Technologies of Democracy

Posted on | June 12, 2014 | No Comments

I’m rereading a book, Technologies of Power: Information Machines and Democratic Prospects by one of my mentors from graduate school. Majid Tehranian was a Professor of International Communications at the University of Hawaii and Founding Director of the Toda Institute for Global Peace and Policy Research. I do believe that it Technologies of Power: Information Machines and Democratic Prospects is one of the best books of the 20th century on the topic of media technology and democracy.[1] OK, I’m biased, as a graduate assistant, I actually did the index for the book. But looking back at the book, I’m pleased to have played a small role in its birth.

At the time, we were debating Ithiel de Sola Pool‘s Technologies of Freedom. The MIT professor did a lot of the research on his book at the University of Hawaii Law Library a few years before and put forward a strong libertarian thesis about communications technologies and how technical change in this dynamic area should be treated by the legal/regulatory system.

Tehranian felt compelled to respond with his own book in which he used a “technostructuralist” approach emphasizing that new technologies are guided in their development and deployment along existing lines of corporate, governmental, and military power. However, he proposed a “dual-effects hypothesis” for studying the historical influence of new “information machines” as they have often “played a dual role in the service of centralization and the dispersion of power.” These potentially disrupting effects led him to focus on the importance and promises of information technologies for democratic processes.[2]
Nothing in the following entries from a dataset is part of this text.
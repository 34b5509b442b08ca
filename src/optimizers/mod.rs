mod history;
mod nesterov;
mod optimizer;

pub use history::{LossHistory, Mode};
pub use nesterov::{nesterov_step, NesterovMomentum, Step};
pub use optimizer::Hyper;
//! Progress reporting for TTY and non-TTY environments.
//!
//! TTY mode: a spinner line for the current window plus one bytes bar per
//! in-flight asset (cleared on completion).
//! Non-TTY mode: no bars; callers log progress instead.

use std::io::IsTerminal;
use std::sync::Arc;
use std::time::Duration;

use indicatif::{MultiProgress, ProgressBar, ProgressStyle};

/// Width of the asset label column
const LABEL_WIDTH: usize = 24;

/// Per-asset bytes bar
fn bar_style() -> ProgressStyle {
    ProgressStyle::default_bar()
        .template("{prefix:<24.dim} {bar:30.green/dim} {binary_bytes:>9}/{binary_total_bytes:9} {eta:>4} {wide_msg:.dim}")
        .expect("invalid template")
        .progress_chars("--")
}

/// Shown while the size is unknown
fn pending_style() -> ProgressStyle {
    ProgressStyle::default_bar()
        .template("{prefix:<24.dim} {binary_bytes:>9} {wide_msg:.dim}")
        .expect("invalid template")
}

/// Switch a pending bar to a bytes bar once the total is known.
pub fn upgrade_to_bar(pb: &ProgressBar, total: u64) {
    pb.set_length(total);
    pb.set_style(bar_style());
}

/// Central progress context managing multi-progress bars.
pub struct ProgressContext {
    multi: MultiProgress,
    is_tty: bool,
}

impl ProgressContext {
    /// Create new context, detecting TTY automatically.
    pub fn new() -> Self {
        Self {
            multi: MultiProgress::new(),
            is_tty: std::io::stderr().is_terminal(),
        }
    }

    /// Context that never draws (library use and tests).
    pub fn hidden() -> Self {
        Self {
            multi: MultiProgress::new(),
            is_tty: false,
        }
    }

    /// Create a bar for one asset transfer.
    ///
    /// TTY: pending style until [`upgrade_to_bar`] is called with the size.
    /// Non-TTY: hidden (no-op).
    pub fn asset_bar(&self, label: &str) -> ProgressBar {
        if !self.is_tty {
            return ProgressBar::hidden();
        }
        let pb = self.multi.add(ProgressBar::new(0));
        pb.set_style(pending_style());
        pb.set_prefix(truncate_label(label));
        pb
    }

    /// Create a spinner status line (e.g. the window being listed).
    ///
    /// Update with `pb.set_message(...)`; call `pb.finish_and_clear()` when done.
    pub fn stage_line(&self, name: &str) -> ProgressBar {
        if !self.is_tty {
            return ProgressBar::hidden();
        }
        let pb = self.multi.add(ProgressBar::new(0));
        pb.set_style(
            ProgressStyle::with_template("{spinner:.green} {prefix:<10.cyan.bold} {wide_msg}")
                .expect("invalid template"),
        );
        pb.set_prefix(name.to_string());
        pb.enable_steady_tick(Duration::from_millis(80));
        pb
    }

    /// Whether running in TTY mode.
    pub fn is_tty(&self) -> bool {
        self.is_tty
    }

    /// Get reference to `MultiProgress` for log bridge.
    pub fn multi(&self) -> &MultiProgress {
        &self.multi
    }
}

impl Default for ProgressContext {
    fn default() -> Self {
        Self::new()
    }
}

/// Thread-safe wrapper for `ProgressContext`.
pub type SharedProgress = Arc<ProgressContext>;

/// Keep bar prefixes aligned; cuts on a char boundary.
fn truncate_label(label: &str) -> String {
    if label.chars().count() <= LABEL_WIDTH {
        return label.to_string();
    }
    let mut out: String = label.chars().take(LABEL_WIDTH - 1).collect();
    out.push('~');
    out
}

/// Format number with thousand separators.
pub fn fmt_num(n: usize) -> String {
    let s = n.to_string();
    let mut result = String::with_capacity(s.len() + s.len() / 3);
    for (i, c) in s.chars().rev().enumerate() {
        if i > 0 && i % 3 == 0 {
            result.push(',');
        }
        result.push(c);
    }
    result.chars().rev().collect()
}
Originally from Iran, Tehranian was not Islamic, so returning home was problematic after the revolution in 1979. But he was mindful of its lessons, particularly the role of small media, including cassettes and photocopying. Both were used effectively in the overthrow of the Shah. Cassettes were often made by the Ayatollah Khomeini who, while exiled in France, sent recorded messages to mosques throughout Iran, stirring revolt. Tehranian sometimes referred to the impact of small media in Iran as the reign of Xeroxcracy.

Tehranian was influenced in part by University of Hawaii colleagues Ted Becker, Chair of the Political Science Department at the time, and his wife Christa D. Slaton. teledemocracyTheir The Future of Teledemocracy offered a compelling vision for the use of computers to enhance democratic efforts. In a benchmark study that was part of the futures movement at the University of Hawaii, in collaboration with Victoria University of Wellington, New Zealand, they charted a path towards a more deliberative direct democracy. Using interactive TV, televoting, and other digital initiatives, they proposed technology could be designed to engage the public and bring them back into political affairs. They particularly stressed the development of collaborative designs for scientific deliberative polling in electronic town meetings. Later they would embrace the Internet as a tool to facilitate this process.[3]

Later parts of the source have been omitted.